── Input data ──

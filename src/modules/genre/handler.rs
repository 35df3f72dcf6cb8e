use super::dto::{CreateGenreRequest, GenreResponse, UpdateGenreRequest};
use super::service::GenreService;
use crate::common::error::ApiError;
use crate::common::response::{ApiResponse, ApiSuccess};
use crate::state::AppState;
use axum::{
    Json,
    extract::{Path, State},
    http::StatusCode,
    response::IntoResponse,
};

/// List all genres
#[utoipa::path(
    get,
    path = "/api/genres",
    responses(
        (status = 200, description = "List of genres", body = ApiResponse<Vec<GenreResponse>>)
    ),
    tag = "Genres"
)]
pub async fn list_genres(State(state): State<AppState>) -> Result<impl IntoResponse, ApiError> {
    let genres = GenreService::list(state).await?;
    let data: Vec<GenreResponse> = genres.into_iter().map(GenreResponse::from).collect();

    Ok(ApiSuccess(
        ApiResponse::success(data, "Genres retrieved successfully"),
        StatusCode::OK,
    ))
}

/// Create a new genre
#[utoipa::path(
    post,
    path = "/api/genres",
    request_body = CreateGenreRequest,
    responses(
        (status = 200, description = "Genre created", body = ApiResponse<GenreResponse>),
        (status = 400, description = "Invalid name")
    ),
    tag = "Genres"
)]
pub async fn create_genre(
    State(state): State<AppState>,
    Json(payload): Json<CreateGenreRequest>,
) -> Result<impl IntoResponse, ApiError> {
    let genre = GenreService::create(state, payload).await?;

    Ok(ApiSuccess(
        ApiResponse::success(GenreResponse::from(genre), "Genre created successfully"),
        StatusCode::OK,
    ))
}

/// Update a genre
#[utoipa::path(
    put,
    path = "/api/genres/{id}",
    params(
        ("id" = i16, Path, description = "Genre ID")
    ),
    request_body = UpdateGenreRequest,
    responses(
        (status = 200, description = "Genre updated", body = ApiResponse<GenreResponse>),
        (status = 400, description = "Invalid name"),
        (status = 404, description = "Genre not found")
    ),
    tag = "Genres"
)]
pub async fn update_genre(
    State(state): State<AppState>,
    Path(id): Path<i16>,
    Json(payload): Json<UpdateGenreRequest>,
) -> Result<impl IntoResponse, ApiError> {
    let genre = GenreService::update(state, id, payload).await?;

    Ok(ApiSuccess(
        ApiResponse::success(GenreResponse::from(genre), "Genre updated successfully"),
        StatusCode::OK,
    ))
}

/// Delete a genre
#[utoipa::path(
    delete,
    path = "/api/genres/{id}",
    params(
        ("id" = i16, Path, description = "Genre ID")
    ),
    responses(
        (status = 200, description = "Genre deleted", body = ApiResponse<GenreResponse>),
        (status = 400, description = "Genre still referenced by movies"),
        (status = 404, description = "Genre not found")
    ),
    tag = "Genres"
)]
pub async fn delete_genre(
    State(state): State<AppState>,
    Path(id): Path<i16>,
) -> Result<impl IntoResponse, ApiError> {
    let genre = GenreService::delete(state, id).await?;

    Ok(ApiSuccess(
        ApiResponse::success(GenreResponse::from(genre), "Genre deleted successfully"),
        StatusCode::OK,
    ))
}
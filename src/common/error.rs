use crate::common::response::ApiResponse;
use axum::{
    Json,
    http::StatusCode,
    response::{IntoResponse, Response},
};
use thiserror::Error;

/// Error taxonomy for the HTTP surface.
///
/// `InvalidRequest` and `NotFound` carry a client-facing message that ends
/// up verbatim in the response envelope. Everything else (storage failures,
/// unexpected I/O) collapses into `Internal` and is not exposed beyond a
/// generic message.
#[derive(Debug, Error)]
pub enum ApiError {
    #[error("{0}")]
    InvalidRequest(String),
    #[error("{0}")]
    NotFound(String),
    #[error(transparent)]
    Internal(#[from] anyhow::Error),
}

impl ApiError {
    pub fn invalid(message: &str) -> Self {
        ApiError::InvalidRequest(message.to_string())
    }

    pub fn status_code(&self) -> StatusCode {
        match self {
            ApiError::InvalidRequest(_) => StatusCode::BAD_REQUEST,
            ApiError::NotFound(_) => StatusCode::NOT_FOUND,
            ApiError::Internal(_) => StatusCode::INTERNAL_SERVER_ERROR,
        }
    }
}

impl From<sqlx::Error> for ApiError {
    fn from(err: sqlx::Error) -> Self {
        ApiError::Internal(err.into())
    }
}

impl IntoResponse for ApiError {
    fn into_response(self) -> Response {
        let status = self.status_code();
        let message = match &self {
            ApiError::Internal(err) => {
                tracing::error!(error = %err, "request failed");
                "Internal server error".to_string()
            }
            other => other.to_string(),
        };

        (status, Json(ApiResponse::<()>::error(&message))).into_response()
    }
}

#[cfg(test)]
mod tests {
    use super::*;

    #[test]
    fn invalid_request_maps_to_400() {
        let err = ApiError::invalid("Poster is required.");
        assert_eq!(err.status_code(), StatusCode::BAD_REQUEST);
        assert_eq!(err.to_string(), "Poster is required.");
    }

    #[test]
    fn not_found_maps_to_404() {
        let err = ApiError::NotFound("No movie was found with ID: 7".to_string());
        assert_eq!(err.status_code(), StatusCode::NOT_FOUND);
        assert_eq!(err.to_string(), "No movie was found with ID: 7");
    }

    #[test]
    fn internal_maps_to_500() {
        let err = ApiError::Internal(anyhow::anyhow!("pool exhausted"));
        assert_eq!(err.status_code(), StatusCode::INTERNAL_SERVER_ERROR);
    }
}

───
── Input data ──

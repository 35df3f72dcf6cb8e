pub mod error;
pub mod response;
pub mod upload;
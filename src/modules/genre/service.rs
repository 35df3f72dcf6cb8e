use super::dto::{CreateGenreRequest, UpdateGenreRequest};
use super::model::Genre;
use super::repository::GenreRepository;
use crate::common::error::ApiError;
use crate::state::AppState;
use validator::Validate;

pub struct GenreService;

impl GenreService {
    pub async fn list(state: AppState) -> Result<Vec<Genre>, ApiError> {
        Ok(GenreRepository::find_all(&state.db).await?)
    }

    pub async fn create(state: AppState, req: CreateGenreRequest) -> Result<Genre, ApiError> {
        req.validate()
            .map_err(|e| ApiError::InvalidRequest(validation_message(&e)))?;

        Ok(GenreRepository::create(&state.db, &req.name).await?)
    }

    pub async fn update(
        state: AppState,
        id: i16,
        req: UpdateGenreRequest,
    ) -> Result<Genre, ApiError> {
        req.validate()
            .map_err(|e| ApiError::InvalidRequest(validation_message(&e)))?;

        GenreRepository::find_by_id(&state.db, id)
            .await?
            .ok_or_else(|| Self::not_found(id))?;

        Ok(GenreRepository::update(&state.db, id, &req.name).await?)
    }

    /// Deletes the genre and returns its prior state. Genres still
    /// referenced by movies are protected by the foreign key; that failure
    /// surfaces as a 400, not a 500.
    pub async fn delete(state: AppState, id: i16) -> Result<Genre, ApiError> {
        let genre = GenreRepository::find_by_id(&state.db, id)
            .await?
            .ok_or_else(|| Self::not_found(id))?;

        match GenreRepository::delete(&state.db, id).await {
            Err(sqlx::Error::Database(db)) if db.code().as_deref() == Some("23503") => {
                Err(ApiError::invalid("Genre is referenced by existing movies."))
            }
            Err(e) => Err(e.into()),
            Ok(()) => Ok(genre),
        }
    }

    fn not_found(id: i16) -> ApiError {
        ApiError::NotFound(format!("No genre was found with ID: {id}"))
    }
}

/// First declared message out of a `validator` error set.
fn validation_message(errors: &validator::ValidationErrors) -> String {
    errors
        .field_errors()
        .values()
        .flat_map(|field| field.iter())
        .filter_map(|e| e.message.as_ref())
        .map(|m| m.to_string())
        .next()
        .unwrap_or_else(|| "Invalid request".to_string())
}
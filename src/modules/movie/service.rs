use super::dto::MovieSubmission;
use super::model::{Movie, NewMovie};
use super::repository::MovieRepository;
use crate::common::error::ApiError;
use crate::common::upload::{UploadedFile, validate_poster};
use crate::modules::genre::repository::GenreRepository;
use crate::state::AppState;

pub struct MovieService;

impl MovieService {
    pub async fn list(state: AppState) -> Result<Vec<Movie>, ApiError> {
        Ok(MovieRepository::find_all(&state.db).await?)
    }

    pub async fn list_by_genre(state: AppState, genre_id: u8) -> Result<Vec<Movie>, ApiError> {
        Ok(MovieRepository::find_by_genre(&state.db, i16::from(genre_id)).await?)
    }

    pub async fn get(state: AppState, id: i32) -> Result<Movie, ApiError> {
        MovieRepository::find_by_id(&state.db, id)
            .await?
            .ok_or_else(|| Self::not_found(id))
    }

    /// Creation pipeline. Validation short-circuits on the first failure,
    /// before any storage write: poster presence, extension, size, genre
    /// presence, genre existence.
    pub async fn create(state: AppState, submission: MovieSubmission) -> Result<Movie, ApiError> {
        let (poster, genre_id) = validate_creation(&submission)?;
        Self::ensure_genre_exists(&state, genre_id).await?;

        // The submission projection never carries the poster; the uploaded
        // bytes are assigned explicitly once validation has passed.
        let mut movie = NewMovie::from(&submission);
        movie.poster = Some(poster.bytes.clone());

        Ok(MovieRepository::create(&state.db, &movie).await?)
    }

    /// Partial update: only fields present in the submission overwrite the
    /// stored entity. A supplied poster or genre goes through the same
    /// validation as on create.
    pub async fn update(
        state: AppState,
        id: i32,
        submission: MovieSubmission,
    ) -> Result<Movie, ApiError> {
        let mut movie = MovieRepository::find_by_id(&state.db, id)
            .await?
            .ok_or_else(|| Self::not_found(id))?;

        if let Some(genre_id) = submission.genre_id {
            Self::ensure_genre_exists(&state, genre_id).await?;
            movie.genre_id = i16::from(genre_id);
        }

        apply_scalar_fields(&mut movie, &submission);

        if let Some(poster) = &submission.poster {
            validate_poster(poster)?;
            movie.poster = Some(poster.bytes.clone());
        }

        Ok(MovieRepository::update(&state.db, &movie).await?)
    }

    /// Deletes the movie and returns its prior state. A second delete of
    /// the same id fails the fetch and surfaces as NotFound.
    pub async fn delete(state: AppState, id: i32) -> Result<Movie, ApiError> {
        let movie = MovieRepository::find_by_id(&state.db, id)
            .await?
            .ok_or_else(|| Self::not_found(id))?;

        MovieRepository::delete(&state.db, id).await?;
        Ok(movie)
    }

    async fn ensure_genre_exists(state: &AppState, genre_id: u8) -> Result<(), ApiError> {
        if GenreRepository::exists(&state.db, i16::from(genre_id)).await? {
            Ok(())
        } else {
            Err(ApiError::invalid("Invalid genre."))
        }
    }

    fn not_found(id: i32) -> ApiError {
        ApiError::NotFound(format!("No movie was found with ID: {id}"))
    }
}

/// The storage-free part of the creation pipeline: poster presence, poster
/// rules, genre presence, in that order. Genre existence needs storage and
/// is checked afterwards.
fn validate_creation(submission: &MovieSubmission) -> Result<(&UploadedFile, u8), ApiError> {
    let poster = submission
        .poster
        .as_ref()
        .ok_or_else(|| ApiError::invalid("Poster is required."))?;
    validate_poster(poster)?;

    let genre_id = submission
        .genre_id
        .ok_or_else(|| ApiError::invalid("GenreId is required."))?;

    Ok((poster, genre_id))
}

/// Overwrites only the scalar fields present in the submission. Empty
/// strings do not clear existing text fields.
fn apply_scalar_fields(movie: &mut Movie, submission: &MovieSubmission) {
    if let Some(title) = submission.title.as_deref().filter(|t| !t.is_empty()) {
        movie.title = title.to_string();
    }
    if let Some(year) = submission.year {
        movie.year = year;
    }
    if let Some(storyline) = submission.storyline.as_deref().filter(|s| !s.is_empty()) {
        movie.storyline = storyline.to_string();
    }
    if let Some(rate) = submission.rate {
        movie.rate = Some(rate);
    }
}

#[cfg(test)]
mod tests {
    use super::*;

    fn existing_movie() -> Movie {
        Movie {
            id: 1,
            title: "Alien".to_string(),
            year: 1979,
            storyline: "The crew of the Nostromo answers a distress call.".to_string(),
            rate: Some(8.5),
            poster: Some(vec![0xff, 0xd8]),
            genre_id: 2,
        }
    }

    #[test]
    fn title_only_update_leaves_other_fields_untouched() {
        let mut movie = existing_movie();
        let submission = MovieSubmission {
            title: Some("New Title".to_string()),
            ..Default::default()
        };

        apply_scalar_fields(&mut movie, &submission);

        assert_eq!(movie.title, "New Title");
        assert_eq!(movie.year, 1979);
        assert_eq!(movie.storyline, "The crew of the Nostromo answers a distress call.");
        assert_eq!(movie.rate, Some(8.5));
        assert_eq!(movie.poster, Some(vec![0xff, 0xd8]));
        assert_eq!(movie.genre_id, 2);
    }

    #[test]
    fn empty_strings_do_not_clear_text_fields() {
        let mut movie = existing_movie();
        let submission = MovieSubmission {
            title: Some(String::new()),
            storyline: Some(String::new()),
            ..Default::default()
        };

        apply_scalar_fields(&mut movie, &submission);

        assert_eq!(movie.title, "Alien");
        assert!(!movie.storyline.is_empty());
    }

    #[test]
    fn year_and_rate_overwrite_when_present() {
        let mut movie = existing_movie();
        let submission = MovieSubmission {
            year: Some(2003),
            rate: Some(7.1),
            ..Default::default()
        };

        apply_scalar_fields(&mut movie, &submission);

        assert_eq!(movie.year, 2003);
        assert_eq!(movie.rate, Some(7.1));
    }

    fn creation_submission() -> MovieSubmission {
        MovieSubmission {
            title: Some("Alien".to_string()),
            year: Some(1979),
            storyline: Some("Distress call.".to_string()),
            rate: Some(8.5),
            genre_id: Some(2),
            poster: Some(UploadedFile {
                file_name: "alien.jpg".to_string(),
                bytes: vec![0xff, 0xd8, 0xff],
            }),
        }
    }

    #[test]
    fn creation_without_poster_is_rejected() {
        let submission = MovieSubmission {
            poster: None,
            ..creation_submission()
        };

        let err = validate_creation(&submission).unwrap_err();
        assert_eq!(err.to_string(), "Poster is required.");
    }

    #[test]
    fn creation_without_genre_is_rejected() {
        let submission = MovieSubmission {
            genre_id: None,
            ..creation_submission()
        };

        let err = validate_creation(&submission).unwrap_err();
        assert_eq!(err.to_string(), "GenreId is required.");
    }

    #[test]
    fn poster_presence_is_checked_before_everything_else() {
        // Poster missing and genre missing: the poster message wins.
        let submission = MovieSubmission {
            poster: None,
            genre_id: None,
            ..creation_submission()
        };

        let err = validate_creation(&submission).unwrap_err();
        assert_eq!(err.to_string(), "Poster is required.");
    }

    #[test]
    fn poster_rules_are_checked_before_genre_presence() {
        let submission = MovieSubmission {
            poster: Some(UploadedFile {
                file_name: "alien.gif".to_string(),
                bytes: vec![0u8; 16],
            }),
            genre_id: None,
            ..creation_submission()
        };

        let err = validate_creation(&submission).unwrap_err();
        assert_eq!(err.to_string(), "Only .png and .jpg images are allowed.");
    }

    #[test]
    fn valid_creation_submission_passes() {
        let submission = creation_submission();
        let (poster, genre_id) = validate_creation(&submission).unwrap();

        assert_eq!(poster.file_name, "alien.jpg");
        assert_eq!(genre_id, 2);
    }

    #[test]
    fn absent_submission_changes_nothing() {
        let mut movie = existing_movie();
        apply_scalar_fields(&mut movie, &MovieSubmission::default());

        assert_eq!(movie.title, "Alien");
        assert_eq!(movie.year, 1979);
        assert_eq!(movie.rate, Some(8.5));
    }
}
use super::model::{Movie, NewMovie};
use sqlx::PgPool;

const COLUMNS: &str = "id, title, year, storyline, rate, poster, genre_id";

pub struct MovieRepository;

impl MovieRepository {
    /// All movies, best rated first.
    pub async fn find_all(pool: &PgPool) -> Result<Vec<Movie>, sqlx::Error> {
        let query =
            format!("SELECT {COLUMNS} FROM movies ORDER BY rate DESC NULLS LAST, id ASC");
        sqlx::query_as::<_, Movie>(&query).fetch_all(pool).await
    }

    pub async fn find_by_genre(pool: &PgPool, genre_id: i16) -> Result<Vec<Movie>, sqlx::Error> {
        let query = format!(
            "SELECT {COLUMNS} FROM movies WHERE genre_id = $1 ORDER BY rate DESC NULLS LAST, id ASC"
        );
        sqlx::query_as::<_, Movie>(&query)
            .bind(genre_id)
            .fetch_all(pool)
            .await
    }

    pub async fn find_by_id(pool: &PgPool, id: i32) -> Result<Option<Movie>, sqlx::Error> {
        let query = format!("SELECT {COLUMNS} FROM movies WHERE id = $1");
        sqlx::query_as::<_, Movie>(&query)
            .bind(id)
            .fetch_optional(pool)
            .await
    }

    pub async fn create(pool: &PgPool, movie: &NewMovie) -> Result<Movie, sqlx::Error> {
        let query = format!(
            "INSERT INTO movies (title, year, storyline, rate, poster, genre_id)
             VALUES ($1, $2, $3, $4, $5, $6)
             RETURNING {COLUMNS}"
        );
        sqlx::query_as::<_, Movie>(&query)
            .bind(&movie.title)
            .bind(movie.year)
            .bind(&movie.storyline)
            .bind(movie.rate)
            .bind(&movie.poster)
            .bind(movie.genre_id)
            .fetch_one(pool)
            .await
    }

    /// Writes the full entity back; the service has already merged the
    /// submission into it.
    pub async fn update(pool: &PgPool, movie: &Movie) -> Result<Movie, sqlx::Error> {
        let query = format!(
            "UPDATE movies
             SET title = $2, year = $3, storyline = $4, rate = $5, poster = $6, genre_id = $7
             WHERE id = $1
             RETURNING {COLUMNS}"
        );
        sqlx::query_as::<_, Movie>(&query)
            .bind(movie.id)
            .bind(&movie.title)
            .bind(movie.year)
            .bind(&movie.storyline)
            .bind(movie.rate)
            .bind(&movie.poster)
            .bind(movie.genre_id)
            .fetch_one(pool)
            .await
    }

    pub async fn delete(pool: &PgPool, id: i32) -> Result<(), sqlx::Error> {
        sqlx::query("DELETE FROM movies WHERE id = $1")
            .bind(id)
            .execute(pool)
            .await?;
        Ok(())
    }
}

───

Sift the material for lines that include the word "prior", and copy each one.

    /// Deletes the genre and returns its prior state. Genres still
    /// Deletes the movie and returns its prior state. A second delete of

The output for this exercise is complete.